China steel industry
The steel production in China increased sharply as Chinese producers took advantage of strong steel spreads. Chinese mill spreads stood at ~$160 per tonne, due to strong demand (against an average of $45 per tonne). Crude steel production rose by 4.8% and 8.9% in April and May respectively, as inventory levels fell by 32.2% over the same period to 2mn tonnes (from 2.96mn tonnes at the beginning of April 2018).

The Chinese industry has also continued its move towards reducing capacity. Numerous Chinese government agencies and industrial bodies have stated that they are aiming to decrease the capacity in order to reduce pollution as well as improve utilization levels and profitability. The President of the Chinese Iron and Steel Association (CISA) stated that the total capacity of China would be lowered by 1bn tonnes by 2025. In CY18, the country aims to close 30mn tonnes of capacity. The president of CISA also stated that China would aim to keep capacity under control aiming for utilization levels at 80%+, from ~73% at present.

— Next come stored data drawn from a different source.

/// Tokens of the filter-predicate language, e.g. `height<=480 and vcodec!=none`.
#[derive(Debug, Clone, PartialEq)]
pub enum FilterToken {
    Ident(String),
    Number(f64),
    String(String),
    Op(CompareOp),
    And,
    Or,
    Not,
    LParen,
    RParen,
}

#[derive(Debug, Clone, Copy, PartialEq, Eq)]
pub enum CompareOp {
    Eq,
    Ne,
    Lt,
    Le,
    Gt,
    Ge,
    Contains,
    StartsWith,
    EndsWith,
}

/// Split a filter body into tokens. Returns `None` on malformed input
/// (unterminated string, stray character) rather than a `Result` because
/// the only thing the caller does with a lex failure is turn it into a
/// `SyntaxErrorKind::MalformedFilter`.
pub fn tokenize(body: &str) -> Option<Vec<FilterToken>> {
    let chars: Vec<char> = body.chars().collect();
    let mut i = 0;
    let mut tokens = Vec::new();

    while i < chars.len() {
        let c = chars[i];
        if c.is_whitespace() {
            i += 1;
            continue;
        }
        if c == '(' {
            tokens.push(FilterToken::LParen);
            i += 1;
            continue;
        }
        if c == ')' {
            tokens.push(FilterToken::RParen);
            i += 1;
            continue;
        }
        if c == '"' || c == '\'' {
            let quote = c;
            let mut j = i + 1;
            let mut s = String::new();
            while j < chars.len() && chars[j] != quote {
                s.push(chars[j]);
                j += 1;
            }
            if j >= chars.len() {
                return None;
            }
            tokens.push(FilterToken::String(s));
            i = j + 1;
            continue;
        }
        if let Some(op) = match_op(&chars, i) {
            let (token, len) = op;
            tokens.push(token);
            i += len;
            continue;
        }
        if c.is_alphanumeric() || c == '_' || c == '.' || c == '-' {
            let start = i;
            while i < chars.len()
                && (chars[i].is_alphanumeric() || chars[i] == '_' || chars[i] == '.' || chars[i] == '-')
            {
                i += 1;
            }
            let word: String = chars[start..i].iter().collect();
            tokens.push(classify_word(&word));
            continue;
        }
        return None;
    }

    Some(tokens)
}

fn match_op(chars: &[char], i: usize) -> Option<(FilterToken, usize)> {
    let rest: String = chars[i..].iter().take(2).collect();
    let two = |op: CompareOp| Some((FilterToken::Op(op), 2));
    if rest.starts_with("!=") {
        return two(CompareOp::Ne);
    }
    if rest.starts_with("<=") {
        return two(CompareOp::Le);
    }
    if rest.starts_with(">=") {
        return two(CompareOp::Ge);
    }
    if rest.starts_with("*=") {
        return two(CompareOp::Contains);
    }
    if rest.starts_with("^=") {
        return two(CompareOp::StartsWith);
    }
    if rest.starts_with("$=") {
        return two(CompareOp::EndsWith);
    }
    match chars[i] {
        '=' => Some((FilterToken::Op(CompareOp::Eq), 1)),
        '<' => Some((FilterToken::Op(CompareOp::Lt), 1)),
        '>' => Some((FilterToken::Op(CompareOp::Gt), 1)),
        _ => None,
    }
}

fn classify_word(word: &str) -> FilterToken {
    match word {
        "and" => FilterToken::And,
        "or" => FilterToken::Or,
        "not" => FilterToken::Not,
        _ => match word.parse::<f64>() {
            Ok(n) => FilterToken::Number(n),
            Err(_) => FilterToken::Ident(word.to_string()),
        },
    }
}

IBC & NCLT – speeding up consolidation and improving competitiveness
The IBC cases brought to the NCLT has helped in rehabilitation of stressed assets for banks as well as consolidating the steel industry. Through their acquisitions, steel companies like JSW Steel and Tata Steel would be able to expand production as well as improve operational efficiencies. Though the NCLT resolutions have not benefitted the shareholders of the target companies (due to equity dilutions of as much as 98% in some cases), this consolidation would help in making the Indian steel industry internationally competitive through scale benefits.

Top Picks in the sector:
JSW Steel: The company is likely to see improvement in steel spreads backed by various measures to increase down-stream capacity as well as cost saving initiatives. The stock is currently trading at 6.2x FY20E EV/EBITDA.
Jindal Steel and Power: The company has recently finished capacity expansion at Angul and is targeting ~85% utilization in FY19E. The management is also aiming to reduce debt, making the stock a potential re-rating candidate. The stock is currently cheap at 4.7x FY20E EV/EBITDA.
Tata Steel: The stock has recently been under pressure after the JV with ThyssenKrupp had been delayed. However, positive resolution on this matter would see investor sentiment improving. Domestic business remains extremely strong with EBITDA/tonne expected to expand by ~Rs2,400 over FY17-20E. The stock is currently cheap at 4.2x FY20E EV/EBITDA.